(WHAT TO WORK ON): Only the lines containing "struct" should appear in the answer, copied from the listing below.
Content starts
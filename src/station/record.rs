use crate::config::Id;
use crate::discrete_system::Time;
use serde::{Deserialize, Serialize};

/// Waiting for a hot-dog, from ordering at the till until it is picked up.
#[derive(Debug, Clone, PartialEq, Eq, Serialize, Deserialize)]
pub struct FoodWait {
    pub start_time: Time,
    pub end_time: Option<Time>,
}

/// What happened to an admitted car. Timestamps fill in as the car moves
/// through the station and are all present once it has left.
#[derive(Debug, Clone, PartialEq, Eq, Serialize, Deserialize)]
pub struct Visit {
    pub name: String,
    pub fuel_needed: u64,
    pub expected_fueling_time: Time,
    pub fuel_obtained: Time,
    pub interruptions: u32,
    pub eating: bool,
    pub arrival_time: Time,
    pub fueling_start_time: Option<Time>,
    pub fueling_end_time: Option<Time>,
    pub interacting_with_cashier_start_time: Option<Time>,
    pub interacting_with_cashier_end_time: Option<Time>,
    /// Only for cars that eat.
    pub food: Option<FoodWait>,
}

#[derive(Debug, Clone, PartialEq, Eq, Serialize, Deserialize)]
pub struct CustomerRecord {
    pub number: Id,
    pub admitted: bool,
    pub visit: Option<Visit>,
}

impl Visit {
    pub fn new(number: Id, arrival_time: Time, fuel_needed: u64, expected_fueling_time: Time, eating: bool) -> Visit {
        Visit {
            name: format!("Car {}", number),
            fuel_needed,
            expected_fueling_time,
            fuel_obtained: 0,
            interruptions: 0,
            eating,
            arrival_time,
            fueling_start_time: None,
            fueling_end_time: None,
            interacting_with_cashier_start_time: None,
            interacting_with_cashier_end_time: None,
            food: None,
        }
    }
}

impl CustomerRecord {
    pub fn admitted(number: Id, visit: Visit) -> CustomerRecord {
        CustomerRecord {
            number,
            admitted: true,
            visit: Some(visit),
        }
    }

    /// A car that found no free parking place and drove on.
    pub fn rejected(number: Id) -> CustomerRecord {
        CustomerRecord {
            number,
            admitted: false,
            visit: None,
        }
    }

    /// Time from arriving until the first pump was obtained.
    pub fn waiting_for_pump(&self) -> Option<Time> {
        let visit = self.visit.as_ref()?;

        visit
            .fueling_start_time
            .map(|start| start - visit.arrival_time)
    }
}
Content ends
(RESULT):
pub struct FoodWait {
pub struct Visit {
pub struct CustomerRecord {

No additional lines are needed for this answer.